TASK TO COMPLETE =>
The lines from the start of the records below through the line containing "rows it held." are to be copied exactly, both ends included, with nothing added.

Collected data =>
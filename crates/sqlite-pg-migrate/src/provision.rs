//! Destination schema provisioning.
//!
//! All tables are created inside one transaction: either every table in the
//! layout exists afterwards or none of them was touched.

use tracing::{error, info};

use crate::config::TargetMode;
use crate::core::identifier::qualify;
use crate::core::schema::TableSpec;
use crate::error::{MigrateError, Result};
use crate::target::TargetWriter;

/// Create every table in `specs`.
///
/// With [`TargetMode::FailIfExists`] an existing table aborts provisioning
/// with [`MigrateError::TableExists`]. With [`TargetMode::DropRecreate`] it
/// is dropped first, along with the rows it held.
pub async fn provision(
    target: &mut dyn TargetWriter,
    specs: &[TableSpec],
    mode: TargetMode,
) -> Result<()> {
    target.begin().await?;

    match create_tables(target, specs, mode).await {
        Ok(()) => {
            target.commit().await?;
            info!(
                "Provisioned {} tables in schema {}",
                specs.len(),
                target.schema()
            );
            Ok(())
        }
        Err(e) => {
            error!("Schema provisioning failed, rolling back: {}", e);
            if let Err(rollback_err) = target.rollback().await {
                error!("Rollback after provisioning failure failed: {}", rollback_err);
            }
            Err(e)
        }
    }
}

async fn create_tables(
    target: &mut dyn TargetWriter,
    specs: &[TableSpec],
    mode: TargetMode,
) -> Result<()> {
    for spec in specs {
        if target.table_exists(&spec.name).await? {
            match mode {
                TargetMode::FailIfExists => {
                    return Err(MigrateError::TableExists(qualify(
                        target.schema(),
                        &spec.name,
                    )));
                }
                TargetMode::DropRecreate => {
                    info!("Dropping existing table {}.{}", target.schema(), spec.name);
                    target.drop_table(&spec.name).await?;
                }
            }
        }

        target
            .create_table(spec)
            .await
            .map_err(|e| MigrateError::provision(&spec.name, e))?;
        info!("Created table {}.{}", target.schema(), spec.name);
    }
    Ok(())
}

#[cfg(test)]
mod tests {
    use super::*;
    use crate::core::schema::soccer_tables;
    use crate::core::value::BindValue;
    use crate::target::memory::MemoryTarget;
    use std::collections::BTreeMap;

    #[tokio::test]
    async fn test_creates_every_table() {
        let mut target = MemoryTarget::new();
        provision(&mut target, &soccer_tables(), TargetMode::FailIfExists)
            .await
            .unwrap();

        let names: Vec<_> = target.tables.keys().cloned().collect();
        assert_eq!(names, vec!["leagues", "matches", "players", "teams"]);
        assert_eq!(target.log.first().map(String::as_str), Some("BEGIN"));
        assert_eq!(target.log.last().map(String::as_str), Some("COMMIT"));

        let players = &target.tables["players"];
        let types: Vec<_> = players.columns.iter().map(|c| c.data_type.as_str()).collect();
        assert_eq!(
            types,
            vec!["integer", "numeric", "text", "numeric", "text", "double precision", "integer"]
        );
    }

    #[tokio::test]
    async fn test_existing_table_fails_without_touching_anything() {
        let specs = soccer_tables();
        let mut target = MemoryTarget::new().with_table(&specs[2]);
        let mut row = BTreeMap::new();
        row.insert("id".to_string(), BindValue::Integer(1));
        target.tables.get_mut("teams").unwrap().rows.push(row);

        let err = provision(&mut target, &specs, TargetMode::FailIfExists)
            .await
            .unwrap_err();
        assert!(matches!(err, MigrateError::TableExists(ref t) if t == "\"public\".\"teams\""));

        // matches and players were created before teams was checked; all rolled back
        assert_eq!(target.tables.len(), 1);
        assert_eq!(target.rows("teams").len(), 1);
        assert!(!target.log.iter().any(|s| s.starts_with("DROP")));
        assert_eq!(target.log.last().map(String::as_str), Some("ROLLBACK"));
    }

    #[tokio::test]
    async fn test_drop_recreate_replaces_existing_table() {
        let specs = soccer_tables();
        let mut target = MemoryTarget::new().with_table(&specs[3]);
        let mut row = BTreeMap::new();
        row.insert("id".to_string(), BindValue::Integer(1));
        target.tables.get_mut("leagues").unwrap().rows.push(row);

        provision(&mut target, &specs, TargetMode::DropRecreate)
            .await
            .unwrap();

        assert_eq!(target.tables.len(), 4);
        assert!(target.rows("leagues").is_empty());
        assert!(target.log.contains(&"DROP leagues".to_string()));
    }

    #[tokio::test]
    async fn test_ddl_failure_rolls_back_earlier_tables() {
        let mut target = MemoryTarget::new();
        target.fail_create = Some("teams".to_string());

        let err = provision(&mut target, &soccer_tables(), TargetMode::FailIfExists)
            .await
            .unwrap_err();
        assert!(matches!(err, MigrateError::Provision { ref table, .. } if table == "teams"));
        assert!(target.tables.is_empty());
        assert!(!target.in_transaction());
    }
}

REPLY =>
filename crates/sqlite-pg-migrate/src/provision.rs
//! Destination schema provisioning.
//!
//! All tables are created inside one transaction: either every table in the
//! layout exists afterwards or none of them was touched.

use tracing::{error, info};

use crate::config::TargetMode;
use crate::core::identifier::qualify;
use crate::core::schema::TableSpec;
use crate::error::{MigrateError, Result};
use crate::target::TargetWriter;

/// Create every table in `specs`.
///
/// With [`TargetMode::FailIfExists`] an existing table aborts provisioning
/// with [`MigrateError::TableExists`]. With [`TargetMode::DropRecreate`] it
/// is dropped first, along with the rows it held.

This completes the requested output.